The transformation happened not through replacement but through redistribution. AI systems now flag potential abnormalities on chest X-rays and mammograms with impressive accuracy, catching subtle nodules that even experienced eyes might miss on a busy Tuesday afternoon. But the radiologist's role has shifted upstream and downstream — toward interpreting ambiguous cases that algorithms struggle with, correlating imaging findings with clinical context, and communicating nuanced results to anxious patients and uncertain referring physicians.

The workflow nobody talks about

What the replacement narrative misses is the sheer complexity of diagnostic imaging in practice. A chest CT scan might contain hundreds of slices, each requiring evaluation for dozens of potential findings across multiple organ systems. AI excels at specific, well-defined tasks: measuring tumor dimensions, detecting pulmonary embolisms, quantifying coronary artery calcium. But radiology reports require synthesis — connecting a liver lesion to a patient's history of colon cancer, noting that an incidental thyroid nodule warrants ultrasound follow-up, recognizing when an "abnormal" finding is actually a post-surgical change documented in records from another hospital.

The radiologists who have adapted most successfully describe their AI tools the way a skilled carpenter might describe a power saw: essential for certain tasks, dangerous if relied upon blindly, and no substitute for understanding what you're actually building. The technology handles volume; the human handles judgment.

What the machines still cannot do

AI systems in radiology share a fundamental limitation with large language models in other domains: they pattern-match against training data without genuine understanding of anatomy, physiology, or disease processes. This creates predictable failure modes. An algorithm trained predominantly on adult imaging may perform poorly on pediatric cases. A system optimized for one scanner manufacturer may struggle with images from another. Rare conditions that appear infrequently in training datasets remain blind spots.
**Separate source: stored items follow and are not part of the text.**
use std::path::{Path, PathBuf};
use std::sync::Arc;

use anyhow::{Context, Result, bail};
use clap::{Parser, Subcommand};
use sluice_cache::{DatasetRegistry, ResultCache};
use sluice_config::{SchedulerKind, SluiceConfig};
use sluice_container::{ContainerRunner, ContainerTask};
use sluice_fleet::{Backends, ContainerBackend, Manager, RunRequest, SchedulerBackend};
use sluice_pipeline::Pipeline;
use sluice_scheduler::{BatchScheduler, JobHandle, SlurmScheduler};
use tokio_util::sync::CancellationToken;
use tracing::{info, warn};
use tracing_subscriber::{EnvFilter, fmt, prelude::*};

/// Sluice - a scheduling engine for reproducible containerised pipelines
#[derive(Parser)]
#[command(name = "sluice")]
#[command(version, about, long_about = None)]
struct Cli {
  /// Directory for sandboxes (default: SLUICE_SANDBOX_ROOT or the local data dir)
  #[arg(long, global = true)]
  data_dir: Option<PathBuf>,

  #[command(subcommand)]
  command: Option<Commands>,
}

#[derive(Subcommand)]
enum Commands {
  /// Run a pipeline to completion and print its summary as JSON
  Run {
    /// Path to the pipeline definition (JSON)
    pipeline_file: PathBuf,

    /// Input files, in pipeline input order
    #[arg(long = "input", required = true)]
    inputs: Vec<PathBuf>,

    /// Number of worker slots
    #[arg(long)]
    workers: Option<usize>,

    /// Batch scheduler for tasks: none, local or slurm
    #[arg(long)]
    scheduler: Option<SchedulerKind>,

    /// Priority passed to the batch scheduler
    #[arg(long, default_value_t = 0)]
    priority: u32,

    /// User id batch jobs run as
    #[arg(long, requires = "gid")]
    uid: Option<u32>,

    /// Group id batch jobs run as
    #[arg(long, requires = "uid")]
    gid: Option<u32>,
  },

  /// Run one container task in place (used as the batch job)
  ExecTask {
    /// Path to task.json inside the sandbox
    task_file: PathBuf,
  },

  /// Print Slurm accounting records for jobs
  Accounting {
    /// Job ids
    #[arg(required = true)]
    jobs: Vec<String>,
  },
}

fn main() -> Result<()> {
  tracing_subscriber::registry()
    .with(fmt::layer().with_writer(std::io::stderr))
    .with(EnvFilter::from_default_env())
    .init();

  let cli = Cli::parse();
  let mut config = SluiceConfig::from_env().context("invalid SLUICE_* configuration")?;
  if let Some(data_dir) = cli.data_dir {
    config.fleet.sandbox_root = data_dir.join("sandboxes");
  }

  match cli.command {
    Some(Commands::Run {
      pipeline_file,
      inputs,
      workers,
      scheduler,
      priority,
      uid,
      gid,
    }) => {
      if let Some(workers) = workers {
        config.fleet.worker_count = workers.max(1);
      }
      if let Some(kind) = scheduler {
        config.scheduler.kind = kind;
      }
      let rt = tokio::runtime::Runtime::new()?;
      rt.block_on(run_pipeline(config, pipeline_file, inputs, priority, uid.zip(gid)))
    }
    Some(Commands::ExecTask { task_file }) => {
      let rt = tokio::runtime::Runtime::new()?;
      rt.block_on(exec_task(config, task_file))
    }
    Some(Commands::Accounting { jobs }) => {
      let rt = tokio::runtime::Runtime::new()?;
      rt.block_on(accounting(config, jobs))
    }
    None => {
      println!("sluice - use --help to see available commands");
      Ok(())
    }
  }
}

async fn run_pipeline(
  config: SluiceConfig,
  pipeline_file: PathBuf,
  inputs: Vec<PathBuf>,
  priority: u32,
  owner: Option<(u32, u32)>,
) -> Result<()> {
  let pipeline = Pipeline::from_path(&pipeline_file)
    .with_context(|| format!("failed to load pipeline: {}", pipeline_file.display()))?;
  eprintln!("Loaded pipeline: {} ({} steps)", pipeline.name, pipeline.steps.len());

  let runner = ContainerRunner::new(config.container.clone());
  let mut backends = Backends::local(Arc::new(ContainerBackend::new(runner)));
  if let Some(scheduler) = sluice_scheduler::from_config(&config.scheduler, config.fleet.worker_count) {
    let helper = match &config.scheduler.helper_program {
      Some(helper) => helper.clone(),
      None => std::env::current_exe().context("failed to locate the sluice executable")?,
    };
    backends = backends.with_cluster(Arc::new(SchedulerBackend::new(
      scheduler,
      helper,
      config.fleet.job_poll_interval(),
    )));
  }

  let manager = Manager::new(
    config.fleet.clone(),
    backends,
    ResultCache::new(),
    DatasetRegistry::new(),
  );
  let handle = manager.handle();
  let cancel = CancellationToken::new();
  let fleet = tokio::spawn(manager.start(cancel.clone()));

  let mut request = RunRequest::new(pipeline, inputs).with_priority(priority);
  if let Some((uid, gid)) = owner {
    request = request.with_owner(uid, gid);
  }
  let ticket = handle.submit_run(request).context("run rejected")?;
  let run_id = ticket.run_id();
  info!(run_id = %run_id, "run_submitted");

  let interrupt = handle.clone();
  tokio::spawn(async move {
    if tokio::signal::ctrl_c().await.is_ok() {
      warn!(run_id = %run_id, "interrupt_received");
      let _ = interrupt.cancel_run(run_id);
    }
  });

  let summary = tokio::select! {
    summary = ticket.wait() => summary.context("run did not finish")?,
    joined = fleet => {
      joined.context("manager task failed")?.context("manager stopped")?;
      bail!("manager stopped before run {} finished", run_id);
    }
  };
  cancel.cancel();

  println!("{}", serde_json::to_string_pretty(&summary)?);
  if !summary.is_success() {
    bail!("run {} finished {}", summary.run_id, summary.state);
  }
  Ok(())
}

async fn exec_task(config: SluiceConfig, task_file: PathBuf) -> Result<()> {
  let task = ContainerTask::read(&task_file)
    .with_context(|| format!("failed to read task: {}", task_file.display()))?;
  let root = task_file
    .parent()
    .filter(|p| !p.as_os_str().is_empty())
    .unwrap_or(Path::new("."))
    .to_path_buf();

  let cancel = CancellationToken::new();
  let interrupt = cancel.clone();
  tokio::spawn(async move {
    if tokio::signal::ctrl_c().await.is_ok() {
      interrupt.cancel();
    }
  });

  let outcome = ContainerRunner::new(config.container)
    .run(&task, &root, &cancel)
    .await
    .with_context(|| format!("task {} could not run", task.task_id))?;
  eprintln!("Task {} finished: {}", outcome.task_id, outcome.kind);

  if !outcome.kind.is_success() {
    bail!("task {} finished {}", outcome.task_id, outcome.kind);
  }
  Ok(())
}

async fn accounting(config: SluiceConfig, jobs: Vec<String>) -> Result<()> {
  let slurm = SlurmScheduler::new(config.scheduler);
  let handles: Vec<JobHandle> = jobs.into_iter().map(JobHandle::new).collect();
  let mut records = slurm
    .accounting(&handles)
    .await
    .context("failed to query accounting")?;

  let ordered: Vec<_> = handles.iter().filter_map(|h| records.remove(h)).collect();
  println!("{}", serde_json::to_string_pretty(&ordered)?);
  Ok(())
}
More subtly, AI cannot navigate the social dimensions of diagnostic work. When a scan reveals an incidental finding that might be cancer or might be nothing, the radiologist must decide how to phrase the report — alarming enough to prompt appropriate follow-up, measured enough not to trigger unnecessary panic. When a referring physician calls to discuss a complex case, the conversation requires clinical reasoning that no current AI can provide.

Our take

Radiology's decade-long experiment offers a template that other professions would do well to study. The specialty was not automated out of existence, nor did it remain unchanged. Instead, it evolved toward higher-order work while delegating pattern recognition to machines. The radiologists who thrived were not those who ignored AI or those who surrendered to it, but those who learned to wield it — understanding both its capabilities and its considerable blind spots. The lesson is not that human expertise is irreplaceable. It is that expertise, properly adapted, remains valuable in ways that early automation prophets consistently underestimate.